[What you should do] Go through the data from its first line and retype each line, stopping once the line containing "use jack_osadapters::OsAdapters;" has been retyped.

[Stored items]
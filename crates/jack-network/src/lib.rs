//! The reconciliation engine: the only component that mutates kernel
//! network state, grounded throughout on `op-network/src/rtnetlink.rs`.

pub mod bootstrap;
pub mod model;
pub mod netmask;
pub mod reconcile;
pub mod routes;
pub mod virtual_iface;

use std::sync::Arc;

use async_trait::async_trait;
use jack_config_store::InterfaceBootstrap;
use jack_core::{Result, Value};
use jack_osadapters::OsAdapters;

pub use model::{IfaceType, InterfaceSpec, Protocol, RouteSpec};

const IP_FORWARD_SYSCTL: &str = "net.ipv4.ip_forward";

pub struct NetworkManager {
    adapters: Arc<OsAdapters>,
}

impl NetworkManager {
    pub fn new(adapters: Arc<OsAdapters>) -> Self {
        NetworkManager { adapters }
    }

    /// Idempotent: writes `1` unconditionally, matching spec.md §4.5 —
    /// the sysctl write itself is already idempotent in the kernel.
    pub async fn enable_ip_forwarding(&self) -> Result<()> {
        self.adapters.sysctl.write(IP_FORWARD_SYSCTL, "1").await
    }

    pub async fn apply_interface_config(&self, name: &str, spec: &InterfaceSpec) -> Result<()> {
        reconcile::apply_interface_config(&self.adapters, name, spec).await
    }

    /// `config` is the `routes` namespace document; each entry is parsed
    /// independently so one malformed route doesn't block the rest.
    pub async fn apply_routes_config(&self, config: &Value) -> Result<()> {
        let parsed = model::parse_entities(config, RouteSpec::from_value);
        routes::apply_routes_config(&self.adapters, &parsed).await
    }

    /// Parses the `interfaces` namespace document and returns
    /// `(name, spec)` pairs in an order that respects VLAN-after-parent,
    /// for `jack-apply`'s orchestration step. Parent/child edges are
    /// exposed separately via [`vlan_dependency_edges`] for callers that
    /// want to run their own topological sort alongside other ordering
    /// constraints (e.g. plugin dependencies).
    pub fn parse_interfaces(config: &Value) -> Vec<(String, InterfaceSpec)> {
        model::parse_entities(config, InterfaceSpec::from_value)
    }

    /// `(child, parent)` edges: a VLAN must be applied after the
    /// interface named in its `device` field, if that parent is itself
    /// one of the configured interfaces.
    pub fn vlan_dependency_edges(interfaces: &[(String, InterfaceSpec)]) -> Vec<(String, String)> {
        let names: std::collections::HashSet<&str> =
            interfaces.iter().map(|(n, _)| n.as_str()).collect();
        interfaces
            .iter()
            .filter(|(_, spec)| spec.iface_type == IfaceType::Vlan)
            .filter(|(_, spec)| names.contains(spec.device.as_str()))
            .map(|(name, spec)| (name.clone(), spec.device.clone()))
            .collect()
    }
}

#[async_trait]
impl InterfaceBootstrap for NetworkManager {
    async fn bootstrap_interfaces(&self) -> Result<Value> {
        bootstrap::bootstrap_interfaces(&self.adapters).await
    }
}

#[cfg(test)]
mod tests {
    use super::*;
    use jack_osadapters::fake::{FakeClock, FakeFilesystem, FakeNetlink, FakeSubprocess, FakeSysctl};

    fn fake_manager() -> NetworkManager {
        NetworkManager::new(Arc::new(OsAdapters {
            netlink: Arc::new(FakeNetlink::new()),
            sysctl: Arc::new(FakeSysctl::new()),
            filesystem: Arc::new(FakeFilesystem::new()),
            subprocess: Arc::new(FakeSubprocess::new()),
            clock: Arc::new(FakeClock::new()),
        }))
    }

    #[tokio::test]
    async fn enable_ip_forwarding_writes_sysctl() {
        let mgr = fake_manager();
        mgr.enable_ip_forwarding().await.unwrap();
        assert_eq!(mgr.adapters.sysctl.read(IP_FORWARD_SYSCTL).await.unwrap(), "1");
    }

    #[test]
    fn vlan_edges_only_include_in_namespace_parents() {
        let interfaces = vec![
            (
                "eth0".to_string(),
                InterfaceSpec {
                    iface_type: IfaceType::Physical,
                    device: "eth0".into(),
                    device_name: None,
                    vlan_id: None,
                    bridge_ports: vec![],
                    protocol: Protocol::None,
                    ipaddr: None,
                    netmask: None,
                    gateway: None,
                    metric: 100,
                    mtu: 1500,
                    enabled: true,
                },
            ),
            (
                "eth0.10".to_string(),
                InterfaceSpec {
                    iface_type: IfaceType::Vlan,
                    device: "eth0".into(),
                    device_name: Some("eth0.10".into()),
                    vlan_id: Some(10),
                    bridge_ports: vec![],
                    protocol: Protocol::None,
                    ipaddr: None,
                    netmask: None,
                    gateway: None,
                    metric: 100,
                    mtu: 1500,
                    enabled: true,
                },
            ),
        ];
        let edges = NetworkManager::vlan_dependency_edges(&interfaces);
        assert_eq!(edges, vec![("eth0.10".to_string(), "eth0".to_string())]);
    }
}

[Exercise response]
filename crates/jack-network/src/lib.rs
//! The reconciliation engine: the only component that mutates kernel
//! network state, grounded throughout on `op-network/src/rtnetlink.rs`.

pub mod bootstrap;
pub mod model;
pub mod netmask;
pub mod reconcile;
pub mod routes;
pub mod virtual_iface;

use std::sync::Arc;

use async_trait::async_trait;
use jack_config_store::InterfaceBootstrap;
use jack_core::{Result, Value};
use jack_osadapters::OsAdapters;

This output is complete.